After being found guilty, Guy Fawkes was hung, drawn and quartered outside parliament on the 31st January 1606. Reports of Guy Fawkes suggested that he was a restless person and after losing his inherited property he became a discontented spirit interested in taking part in a revolutionary and violent act.
“Guy Fawkes was a man of desperate character. In his person he was tall and athletic, his countenance was manly, and the determined expression of his features was not a little heightened by a profusion of brown hair, and an auburn-coloured beard.

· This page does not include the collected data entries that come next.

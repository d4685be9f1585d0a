//! Claude-specific version normalization.
//!
//! A narrower companion to the generic mention engine: given a post title
//! and body, find which Claude release is being discussed and return a
//! canonical display form ("Sonnet 4.5", "Claude 3.7", "Opus"). Matching
//! runs over an ordered pattern table, most specific first, so "Sonnet
//! 4.5" is never misread as "Claude 4.5". The earliest match in the text
//! wins; at equal positions the earlier table entry (the more specific
//! pattern) wins. Title text is scanned before body text.

use crate::extract::tokenize::tokenize;

/// One table entry: a head word, the words allowed to follow it (empty
/// for single-word patterns), and the canonical label it normalizes to.
struct VersionPattern {
    head: &'static str,
    follow: &'static [&'static str],
    label: &'static str,
}

/// Ordered by specificity: tier+version, then claude+version, then bare
/// tiers, then generic Claude references.
const PATTERNS: &[VersionPattern] = &[
    VersionPattern { head: "sonnet", follow: &["4.5", "4-5"], label: "Sonnet 4.5" },
    VersionPattern { head: "sonnet", follow: &["3.7", "3-7"], label: "Sonnet 3.7" },
    VersionPattern { head: "sonnet", follow: &["3.5", "3-5"], label: "Sonnet 3.5" },
    VersionPattern { head: "opus", follow: &["4.0", "4-0", "4"], label: "Opus 4" },
    VersionPattern { head: "opus", follow: &["3.5", "3-5"], label: "Opus 3.5" },
    VersionPattern { head: "haiku", follow: &["3.5", "3-5"], label: "Haiku 3.5" },
    VersionPattern { head: "claude", follow: &["3.7", "3-7"], label: "Claude 3.7" },
    VersionPattern { head: "claude", follow: &["3.5", "3-5"], label: "Claude 3.5" },
    VersionPattern { head: "claude", follow: &["3.0", "3-0", "3"], label: "Claude 3" },
    VersionPattern { head: "claude", follow: &["4.5", "4-5"], label: "Claude 4.5" },
    VersionPattern { head: "claude", follow: &["4.0", "4-0", "4"], label: "Claude 4" },
    VersionPattern { head: "claude", follow: &["2.5", "2-5"], label: "Claude 2.5" },
    VersionPattern { head: "claude", follow: &["2.0", "2-0", "2"], label: "Claude 2" },
    VersionPattern { head: "sonnet", follow: &[], label: "Sonnet" },
    VersionPattern { head: "opus", follow: &[], label: "Opus" },
    VersionPattern { head: "haiku", follow: &[], label: "Haiku" },
    VersionPattern { head: "claude", follow: &["code", "ai"], label: "Claude" },
];

fn matches_at(pattern: &VersionPattern, words: &[String], index: usize) -> bool {
    let Some(rest) = words[index].strip_prefix(pattern.head) else {
        return false;
    };
    if !rest.is_empty() {
        // Fused form like "sonnet4.5"; only a recognized version suffix counts
        return pattern.follow.contains(&rest);
    }
    if pattern.follow.is_empty() {
        return true;
    }
    words
        .get(index + 1)
        .is_some_and(|next| pattern.follow.contains(&next.as_str()))
}

/// Extract the Claude version discussed in a post, most specific match
/// first. Returns `None` when no pattern matches.
pub fn extract_claude_version(title: &str, text: &str) -> Option<String> {
    let title = title.trim();
    let text = text.trim();
    let combined = if text.is_empty() {
        title.to_string()
    } else if title.is_empty() {
        text.to_string()
    } else {
        format!("{title} {text}")
    };

    let words: Vec<String> = tokenize(&combined)
        .tokens
        .into_iter()
        .map(|t| t.text.to_lowercase())
        .collect();

    let mut best: Option<(usize, usize)> = None;
    for (priority, pattern) in PATTERNS.iter().enumerate() {
        for index in 0..words.len() {
            if matches_at(pattern, &words, index) {
                let key = (index, priority);
                if best.map_or(true, |current| key < current) {
                    best = Some(key);
                }
                break;
            }
        }
    }

    best.map(|(_, priority)| PATTERNS[priority].label.to_string())
}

He was descended from a respectable family in Yorkshire, and having soon squandered the property he inherited at the decease of his father, his restless spirit associated itself with the discontented and factious of his age.”
“A Brief History of “The Gunpowder Plot” from The Amulet (1828)
The attempted assassination of the King led to a new crackdown on the practice of Catholicism and led to anti-Catholic legislation which lasted until the Nineteenth Century. In popular culture, the failed plot is celebrated as Bonfire Night with fireworks and big fires, where an effigy of Guy Fawkes (or another more modern unpopular person) is put on the fire.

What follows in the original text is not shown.